Acreditava na solidariedade, no sonho e na poesia, como armas de paz. Porque Zeca Afonso era sobretudo isso: um homem de paz.

Com poesia se insurgia contra a violência, contra a prepotência, contra as desigualdades e a hipocrisia. Encarou o fascismo, em Portugal, com uma firmeza e uma rebeldia muito própria, muito pessoal.

Zeca Afonso deixou atrás de si uma obra importante na música portuguesa e na canção de intervenção. Mas nunca admitiu rótulo algum: ‘Semeio palavras na música’, dizia ele.

Era um homem de palavra e das palavras livres. Acreditava na solidariedade e na fraternidade. De seu credo é que nascem palavras e versos como: "em cada esquina um amigo e em cada rosto igualdade".

"Grândola Vila Morena", composição sua, foi a senha para que o Movimento das Forças Armadas de Portugal avançasse para a Revolução dos Cravos na madrugada de 25 de Abril de 1974.

Uma revolução que ficou marcada pela vitória das flores sobre os tanques. Dos cravos sobre os fuzis. Daí o nome de Revolução dos Cravos. Uma luta em que não foi dado um único tiro. Uma luta de onde da boca dos canos dos fuzis em vez de serem disparadas balas brotavam cravos.

Que diabos de revolução era aquela? Não se ouviam canhonadas nem gritos de dor. O povo, endoidecido pela súbita lufada de liberdade, subia nos tanques e se abraçava nos soldados. Mulheres, crianças, velhos, todo mundo saiu de casa para celebrar aquele acontecimento extraordinário. A Lisboa dos tristes fados, naquele dia tornou-se a cidade da alegria.

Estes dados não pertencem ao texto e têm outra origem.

//! Normalization of index expressions against a shape

use super::{AxisSelector, Index, Indices, SliceSelector};
use crate::errors::{CfArrayError, Result};

/// Parse `indices` against `shape` into one canonical selector per axis
///
/// Missing trailing entries and the [`Index::Ellipsis`] marker expand to full
/// slices. Integer positions keep their axis as a length-1 slice.
///
/// # Errors
///
/// Returns `InvalidIndex` if:
/// - a position lies outside `[-len, len)`
/// - a slice step is zero
/// - a boolean mask does not have the axis length
/// - more than one ellipsis is given
/// - there are more entries than axes
pub fn parse_indices(shape: &[usize], indices: &Indices) -> Result<Vec<AxisSelector>> {
    let entries = match indices {
        Indices::All => {
            return Ok(shape
                .iter()
                .map(|&len| AxisSelector::Slice(SliceSelector::full(len)))
                .collect())
        }
        Indices::Axes(entries) => entries,
    };

    let expanded = expand_ellipsis(shape.len(), entries)?;
    expanded
        .iter()
        .zip(shape)
        .enumerate()
        .map(|(axis, (index, &len))| parse_axis(axis, len, index))
        .collect()
}

/// Replace the ellipsis (or the missing tail) with full slices so there is
/// exactly one entry per axis
fn expand_ellipsis(ndim: usize, entries: &[Index]) -> Result<Vec<Index>> {
    let ellipses = entries
        .iter()
        .filter(|index| matches!(index, Index::Ellipsis))
        .count();
    if ellipses > 1 {
        return Err(CfArrayError::invalid_index(
            "an index can only have a single ellipsis",
        ));
    }

    let explicit = entries.len() - ellipses;
    if explicit > ndim {
        return Err(CfArrayError::invalid_index(format!(
            "too many indices: array is {ndim}-dimensional, but {explicit} were indexed"
        )));
    }

    let fill = ndim - explicit;
    let mut expanded = Vec::with_capacity(ndim);
    for index in entries {
        if matches!(index, Index::Ellipsis) {
            expanded.extend(std::iter::repeat(Index::full()).take(fill));
        } else {
            expanded.push(index.clone());
        }
    }
    if ellipses == 0 {
        expanded.extend(std::iter::repeat(Index::full()).take(fill));
    }
    Ok(expanded)
}

fn parse_axis(axis: usize, len: usize, index: &Index) -> Result<AxisSelector> {
    match index {
        Index::Int(position) => {
            let start = resolve_position(axis, len, *position)?;
            Ok(AxisSelector::Slice(SliceSelector {
                start,
                step: 1,
                len: 1,
            }))
        }
        Index::Slice { start, stop, step } => {
            normalize_slice(axis, len, *start, *stop, *step).map(AxisSelector::Slice)
        }
        Index::List(positions) => positions
            .iter()
            .map(|&position| resolve_position(axis, len, position))
            .collect::<Result<Vec<_>>>()
            .map(AxisSelector::List),
        Index::Mask(flags) => {
            if flags.len() != len {
                return Err(CfArrayError::invalid_index(format!(
                    "boolean index of length {} does not match axis {axis} of length {len}",
                    flags.len()
                )));
            }
            Ok(AxisSelector::List(
                flags
                    .iter()
                    .enumerate()
                    .filter(|(_, &keep)| keep)
                    .map(|(position, _)| position)
                    .collect(),
            ))
        }
        Index::Ellipsis => unreachable!("ellipsis is expanded before per-axis parsing"),
    }
}

/// Bounds-check a single position, counting negative positions from the end
fn resolve_position(axis: usize, len: usize, position: isize) -> Result<usize> {
    let signed_len = len as isize;
    let resolved = if position < 0 {
        position + signed_len
    } else {
        position
    };
    if resolved < 0 || resolved >= signed_len {
        return Err(CfArrayError::invalid_index(format!(
            "index {position} is out of bounds for axis {axis} with size {len}"
        )));
    }
    Ok(resolved as usize)
}

/// Resolve a slice the way Python's `slice.indices` does, clamping bounds to
/// the axis
fn normalize_slice(
    axis: usize,
    len: usize,
    start: Option<isize>,
    stop: Option<isize>,
    step: Option<isize>,
) -> Result<SliceSelector> {
    let step = step.unwrap_or(1);
    if step == 0 {
        return Err(CfArrayError::invalid_index(format!(
            "slice step cannot be zero (axis {axis})"
        )));
    }

    let n = len as isize;
    let clamp = |value: isize, lower: isize, upper: isize| {
        let value = if value < 0 { value + n } else { value };
        value.clamp(lower, upper)
    };

    let (first, end) = if step > 0 {
        (
            start.map_or(0, |s| clamp(s, 0, n)),
            stop.map_or(n, |s| clamp(s, 0, n)),
        )
    } else {
        (
            start.map_or(n - 1, |s| clamp(s, -1, n - 1)),
            stop.map_or(-1, |s| clamp(s, -1, n - 1)),
        )
    };

    // Both bounds lie in -1..=n here, so their distance fits a usize
    let stride = step.unsigned_abs();
    let count = if step > 0 && end > first {
        (end - first - 1) as usize / stride + 1
    } else if step < 0 && first > end {
        (first - end - 1) as usize / stride + 1
    } else {
        0
    };

    Ok(SliceSelector {
        start: if count == 0 { 0 } else { first as usize },
        step,
        len: count,
    })
}
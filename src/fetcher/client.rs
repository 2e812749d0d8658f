use std::time::Duration;

use chrono::Utc;
use reqwest::{
    Client, ClientBuilder,
    header::{ACCEPT, ACCEPT_LANGUAGE, HeaderMap, HeaderValue},
};
use tracing::{debug, instrument};

use crate::fetcher::{
    decode::{decode_body, detect_encoding},
    errors::FetchError,
    types::PageResponse,
};

const MAX_BODY_SIZE: u64 = 5 * 1024 * 1024; // 5MB
pub const DEFAULT_TIMEOUT: Duration = Duration::from_secs(10);

/// Job boards serve bot-looking clients a challenge page instead of results,
/// so requests go out with a desktop Chrome identity.
pub const BROWSER_USER_AGENT: &str = "Mozilla/5.0 (Windows NT 10.0; Win64; x64) AppleWebKit/537.36 (KHTML, like Gecko) Chrome/91.0.4472.124 Safari/537.36";

/// Builds a client with the browser identity and the given connect/request
/// timeout.
pub fn build_client(timeout: Duration) -> Result<Client, FetchError> {
    let mut headers = HeaderMap::new();
    headers.insert(
        ACCEPT,
        HeaderValue::from_static("text/html,application/xhtml+xml,application/xml;q=0.9,*/*;q=0.8"),
    );
    headers.insert(ACCEPT_LANGUAGE, HeaderValue::from_static("en-GB,en;q=0.9"));

    ClientBuilder::new()
        .connect_timeout(timeout)
        .timeout(timeout)
        .user_agent(BROWSER_USER_AGENT)
        .redirect(reqwest::redirect::Policy::limited(10))
        .default_headers(headers)
        .build()
        .map_err(|e| FetchError::Unknown(e.to_string()))
}

/// One GET of `url`. No retries: a failure here means no live results for the
/// current refresh cycle.
#[instrument(skip_all, fields(url = %url))]
pub async fn fetch_with(client: &Client, url: &str) -> Result<PageResponse, FetchError> {
    let parsed_url = url::Url::parse(url)?;

    let response = client
        .get(parsed_url)
        .send()
        .await
        .map_err(FetchError::from_reqwest_error)?;

    let status = response.status();
    if !status.is_success() {
        return Err(FetchError::Http { status });
    }

    if let Some(content_length) = response.content_length()
        && content_length > MAX_BODY_SIZE
    {
        return Err(FetchError::BodyTooLarge(content_length));
    }

    let url_final = response.url().clone();
    let content_type = response
        .headers()
        .get(reqwest::header::CONTENT_TYPE)
        .and_then(|ct| ct.to_str().ok())
        .unwrap_or("text/html")
        .to_string();

    if !content_type.contains("text/html") && !content_type.contains("application/xhtml") {
        return Err(FetchError::UnsupportedContentType(content_type));
    }

    let body_raw = response
        .bytes()
        .await
        .map_err(|e| FetchError::Io(e.to_string()))?;

    // Content-Length may be absent or lie under compression
    if body_raw.len() as u64 > MAX_BODY_SIZE {
        return Err(FetchError::BodyTooLarge(body_raw.len() as u64));
    }

    let encoding = detect_encoding(&content_type, &body_raw);
    let body = decode_body(&body_raw, encoding);
    debug!(
        status = %status,
        encoding = encoding.name(),
        bytes = body_raw.len(),
        "fetched search page"
    );

    Ok(PageResponse {
        url_final,
        status,
        body_raw,
        body,
        encoding,
        fetched_at: Utc::now(),
    })
}
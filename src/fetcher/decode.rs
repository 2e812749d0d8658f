use std::sync::LazyLock;

use encoding_rs::Encoding;
use regex::Regex;
use tracing::warn;

/// Only the head of the document is scanned for `<meta>` charset hints.
const SNIFF_LEN: usize = 4096;

static HEADER_CHARSET: LazyLock<Regex> =
    LazyLock::new(|| Regex::new(r#"(?i)charset\s*=\s*["']?([^"'\s;]+)"#).unwrap());

static META_CHARSET: LazyLock<Regex> =
    LazyLock::new(|| Regex::new(r#"(?i)<meta\s+[^>]*?charset\s*=\s*["']?([^"'\s/>]+)"#).unwrap());

static META_HTTP_EQUIV: LazyLock<Regex> = LazyLock::new(|| {
    Regex::new(r#"(?i)<meta\s+[^>]*?http-equiv\s*=\s*["']?content-type["']?[^>]*?content\s*=\s*["']?[^"'>]*?charset\s*=\s*([^"'\s;/>]+)"#).unwrap()
});

/// Picks the document encoding: `Content-Type` header first, then `<meta>`
/// declarations near the top of the body, then statistical detection.
pub fn detect_encoding(content_type: &str, body: &[u8]) -> &'static Encoding {
    if let Some(encoding) = label_from(&HEADER_CHARSET, content_type) {
        return encoding;
    }

    let head = &body[..body.len().min(SNIFF_LEN)];
    let head_str = String::from_utf8_lossy(head);
    for pattern in [&*META_CHARSET, &*META_HTTP_EQUIV] {
        if let Some(encoding) = label_from(pattern, &head_str) {
            return encoding;
        }
    }

    let mut detector = chardetng::EncodingDetector::new();
    detector.feed(head, head.len() == body.len());
    detector.guess(None, true)
}

fn label_from(pattern: &Regex, haystack: &str) -> Option<&'static Encoding> {
    let label = pattern.captures(haystack)?.get(1)?.as_str().to_ascii_lowercase();
    Encoding::for_label(label.as_bytes())
}

/// Decodes `body` to UTF-8. Malformed sequences are replaced rather than
/// failing the fetch; a scrape with a few mangled characters is still useful.
pub fn decode_body(body: &[u8], encoding: &'static Encoding) -> String {
    let (decoded, actual, had_errors) = encoding.decode(body);
    if had_errors {
        warn!(encoding = actual.name(), "document contained malformed byte sequences");
    }
    decoded.into_owned()
}
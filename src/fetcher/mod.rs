pub mod client;
pub mod decode;
pub mod errors;
pub mod types;

pub use client::{BROWSER_USER_AGENT, DEFAULT_TIMEOUT, build_client, fetch_with};
pub use errors::FetchError;
pub use types::PageResponse;
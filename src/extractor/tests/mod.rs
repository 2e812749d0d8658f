use std::fs;

use url::Url;

use crate::extractor::{Extractor, IndeedExtractor, MAX_CANDIDATES};
use crate::listings::normalize;

fn fixture(name: &str) -> String {
    fs::read_to_string(format!("src/extractor/tests/fixtures/{}", name))
        .expect("Failed to read test fixture")
}

#[test]
fn test_cap_keeps_first_ten_in_document_order() {
    let html = fixture("search_results.html");
    assert_eq!(html.matches("job_seen_beacon").count(), 12);

    let records = IndeedExtractor::new().parse(&html);

    assert_eq!(records.len(), MAX_CANDIDATES);
    let hrefs: Vec<_> = records.iter().map(|r| r.href.clone().unwrap()).collect();
    let expected: Vec<_> = (1..=10)
        .map(|i| format!("/rc/clk?jk=job{:02}&from=serp", i))
        .collect();
    assert_eq!(hrefs, expected);
    assert_eq!(records[0].title.as_deref(), Some("Software Engineer"));
    assert_eq!(records[9].company.as_deref(), Some("Boots"));
}

#[test]
fn test_missing_location_only_affects_that_field() {
    let html = fixture("search_results.html");
    let origin = Url::parse("https://uk.indeed.com/").unwrap();
    let extractor = IndeedExtractor::new();

    let listings: Vec<_> = extractor
        .parse(&html)
        .into_iter()
        .map(|raw| normalize(raw, extractor.source_label(), &origin))
        .collect();

    let nurse = &listings[2];
    assert_eq!(nurse.location, "N/A");
    assert_eq!(nurse.title, "Staff Nurse");
    assert_eq!(nurse.company, "NHS Leeds Teaching Hospitals");
    assert!(nurse.summary.starts_with("Staff Nurse role at NHS Leeds"));
    assert_eq!(nurse.link, "https://uk.indeed.com/rc/clk?jk=job03&from=serp");
    assert_eq!(nurse.source, "Indeed UK");

    assert!(
        listings
            .iter()
            .enumerate()
            .filter(|(i, _)| *i != 2)
            .all(|(_, l)| l.location != "N/A")
    );
}

#[test]
fn test_no_results_page() {
    let html = fixture("no_results.html");
    assert!(IndeedExtractor::new().parse(&html).is_empty());
}

#[test]
fn test_malformed_html() {
    let html = r#"<html><body><div class="job_seen_beacon"><h2 class="jobTitle">Welder<span class="companyName">Forge Co"#;
    let records = IndeedExtractor::new().parse(html);

    assert_eq!(records.len(), 1);
    assert_eq!(records[0].company.as_deref(), Some("Forge Co"));
    assert!(records[0].title.as_deref().unwrap().starts_with("Welder"));
}

mod fuzz {
    use super::*;
    use proptest::prelude::*;

    proptest! {
        #[test]
        fn test_parse_never_panics(html in ".*") {
            let records = IndeedExtractor::new().parse(&html);
            prop_assert!(records.len() <= MAX_CANDIDATES);
        }

        #[test]
        fn test_parse_never_exceeds_cap(cards in 0usize..30) {
            let html = r#"<div class="job_seen_beacon"><h2 class="jobTitle">Role</h2></div>"#.repeat(cards);
            let records = IndeedExtractor::new().parse(&html);
            prop_assert_eq!(records.len(), cards.min(MAX_CANDIDATES));
        }
    }
}
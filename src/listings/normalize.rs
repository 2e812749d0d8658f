use url::Url;

use crate::{
    extractor::RawRecord,
    listings::model::{Listing, MISSING_LINK, MISSING_TEXT},
};

pub const SUMMARY_MAX_CHARS: usize = 200;
pub const ELLIPSIS: &str = "...";

/// Turns an extracted record into a published listing. Never fails: every
/// absent field has a placeholder.
pub fn normalize(raw: RawRecord, source: &str, origin: &Url) -> Listing {
    let link = raw
        .href
        .as_deref()
        .and_then(|href| resolve_link(href, origin))
        .unwrap_or_else(|| MISSING_LINK.to_string());

    Listing {
        title: raw.title.unwrap_or_else(placeholder),
        company: raw.company.unwrap_or_else(placeholder),
        location: raw.location.unwrap_or_else(placeholder),
        summary: raw
            .summary
            .map(|s| truncate_summary(&s))
            .unwrap_or_else(placeholder),
        source: source.to_string(),
        link,
        visa_sponsorship: true,
    }
}

fn placeholder() -> String {
    MISSING_TEXT.to_string()
}

/// Cuts `summary` to `SUMMARY_MAX_CHARS` characters plus an ellipsis. Shorter
/// input is returned unchanged.
pub fn truncate_summary(summary: &str) -> String {
    match summary.char_indices().nth(SUMMARY_MAX_CHARS) {
        Some((cut, _)) => format!("{}{}", &summary[..cut], ELLIPSIS),
        None => summary.to_string(),
    }
}

/// Resolves `href` against the site origin. The result must be an http(s) URL
/// on the origin's host; anything else (`javascript:`, `data:`, `//other.host`,
/// links off-site) is dropped.
pub fn resolve_link(href: &str, origin: &Url) -> Option<String> {
    let href = href.trim();
    if href.is_empty() {
        return None;
    }
    let url = origin.join(href).ok()?;
    let on_site = matches!(url.scheme(), "http" | "https")
        && url.host_str().is_some()
        && url.host_str() == origin.host_str();
    on_site.then(|| String::from(url))
}
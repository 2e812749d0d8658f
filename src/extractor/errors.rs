use thiserror::Error;

/// A single candidate block that could not be turned into a record. The block
/// is skipped; the rest of the page is still extracted.
#[derive(Error, Debug, PartialEq, Eq)]
pub enum RecordExtractionError {
    #[error("candidate block {index} has no text and no link")]
    Blank { index: usize },
}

O Estado Novo, regime dos mais retrógrados da Europa ruíra com uma facilidade impressionante. Esfumou-se em apenas 17 horas pela firme decisão de um punhado de oficiais decididos a implantar uma democracia em Portugal.

Marcelo Caetano era derrubado do cargo e “convidado” a se exilar no Brasil, que vivia os anos de chumbo.

Chico Buarque compunha “Tanto Mar”. Era uma senha a indicar o tanto de léguas de mar a nos separar. Por aqui, ainda ditadura militar. Por lá, muita festa, pá.

Meia-noite e vinte minutos de 25 de abril de 1974. Neste horário era dada a senha para o início do fim. A Rádio Renascença executa “Grândola, Vila Morena” de Zeca Afonso, uma música proibida pela ditadura.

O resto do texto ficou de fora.